Her brothers and sisters were Duke Paul Friedrich of Mecklenburg (1882–1904), Duchess Maria Luise of Mecklenburg-Schwerin (1883–1883), Duke Heinrich Borwin of Mecklenburg-Schwerin (1885–1942), and Duke Joseph of Mecklenburg-Schwerin (1889–1889). Marie Antoinette had a difficult relationship with her cousin Frederick Francis IV, Grand Duke of Mecklenburg, who regularly had to amortize her debts.
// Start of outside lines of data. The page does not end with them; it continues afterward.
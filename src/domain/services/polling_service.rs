// Copyright (c) 2025 Kirky.X
//
// Licensed under the MIT License
// See LICENSE file in the project root for full license information.

use metrics::counter;
use serde_json::Value;
use std::sync::Arc;
use tracing::{error, info, warn};

use crate::domain::models::fetch::FetchOutcome;
use crate::engines::traits::JsonFetcher;
use crate::infrastructure::metrics::POLL_ATTEMPTS_TOTAL;
use crate::utils::retry_policy::{BackoffPolicy, StatusClass};

/// 轮询服务
///
/// 把缓存接口的异步"计算中"信号转换为有上限的同步等待：
/// 反复请求同一URL直到返回200，或达到最大尝试次数。
/// 每次失败后的等待时间由状态分类决定，见 [`BackoffPolicy`]。
pub struct PollingService {
    fetcher: Arc<dyn JsonFetcher>,
    policy: BackoffPolicy,
    max_attempts: u32,
}

impl PollingService {
    pub fn new(fetcher: Arc<dyn JsonFetcher>, policy: BackoffPolicy, max_attempts: u32) -> Self {
        Self {
            fetcher,
            policy,
            max_attempts,
        }
    }

    /// 轮询直到结果就绪
    ///
    /// # 参数
    ///
    /// * `url` - 完整的请求地址
    /// * `label` - 日志标签，例如 `adventurer:3/120`
    ///
    /// # 返回值
    ///
    /// * `Some(Value)` - 收到200且响应体是合法JSON
    /// * `None` - 尝试次数用尽，或200的响应体为空/无法解析（不再重试）
    pub async fn poll(&self, url: &str, label: &str) -> Option<Value> {
        let max_attempts = self.max_attempts;
        let mut last_status = FetchOutcome::TRANSPORT_FAILURE;

        for attempt in 1..=max_attempts {
            let outcome = self.fetcher.fetch_json(url).await;
            last_status = outcome.status_code;

            let class = StatusClass::from_status(outcome.status_code);
            counter!(POLL_ATTEMPTS_TOTAL, "class" => class.as_str()).increment(1);

            match class {
                StatusClass::Ready => {
                    if outcome.body.is_none() {
                        warn!(label, attempt, "[{}] 200 without a JSON body", label);
                    }
                    return outcome.body;
                }
                StatusClass::Computing => {
                    info!(label, attempt, max_attempts, "[{}] 202 (in progress) attempt {}/{}", label, attempt, max_attempts);
                }
                StatusClass::RateLimited => {
                    warn!(label, attempt, max_attempts, "[{}] 429 (rate limited) attempt {}/{}", label, attempt, max_attempts);
                }
                StatusClass::ServerFault => {
                    let code = if outcome.is_transport_failure() {
                        "no connection".to_string()
                    } else {
                        outcome.status_code.to_string()
                    };
                    warn!(label, attempt, max_attempts, "[{}] {} (server/backoff) attempt {}/{}", label, code, attempt, max_attempts);
                }
                StatusClass::Unexpected => {
                    let msg = outcome.raw_text.trim();
                    let extra = if msg.is_empty() {
                        String::new()
                    } else {
                        format!(" body={}", msg)
                    };
                    warn!(
                        label,
                        attempt,
                        max_attempts,
                        status = outcome.status_code,
                        "[{}] unexpected status {}{}; retrying ({}/{})",
                        label,
                        outcome.status_code,
                        extra,
                        attempt,
                        max_attempts
                    );
                }
            }

            // every non-200 attempt sleeps, the last one included
            tokio::time::sleep(self.policy.delay_for(class)).await;
        }

        let hint = if last_status == FetchOutcome::TRANSPORT_FAILURE {
            " (connection failed?)"
        } else {
            ""
        };
        error!(label, max_attempts, "[{}] failed after {} attempts{}", label, max_attempts, hint);
        None
    }
}
// Copyright (c) 2025 Kirky.X
//
// Licensed under the MIT License
// See LICENSE file in the project root for full license information.

/// 领域模型模块
///
/// 该模块定义了系统的核心数据结构，包括：
/// - 请求结果（fetch）：单次HTTP请求的三态结果
/// - 公会（guild）：公会成员及标识提取
/// - 代理（proxy）：代理探测结论和筛选状态
/// - 预热（warming）：预热目标和统计
pub mod fetch;
pub mod guild;
pub mod proxy;
pub mod warming;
So, Marie Antoinette regularly had to sell archaeological artifacts belonging to her mother, excavated in Austria and Carniola, including Hallstatt Archaeological Site in Vače. Some of these objects are still today in Harvard, Oxford and Berlin. She regularly remained  in Bled with her lady in waiting Baroness Antonia Pilars de Pilar. During World War I from 1914 to 1918 they both served in several military hospitals as red cross ladies.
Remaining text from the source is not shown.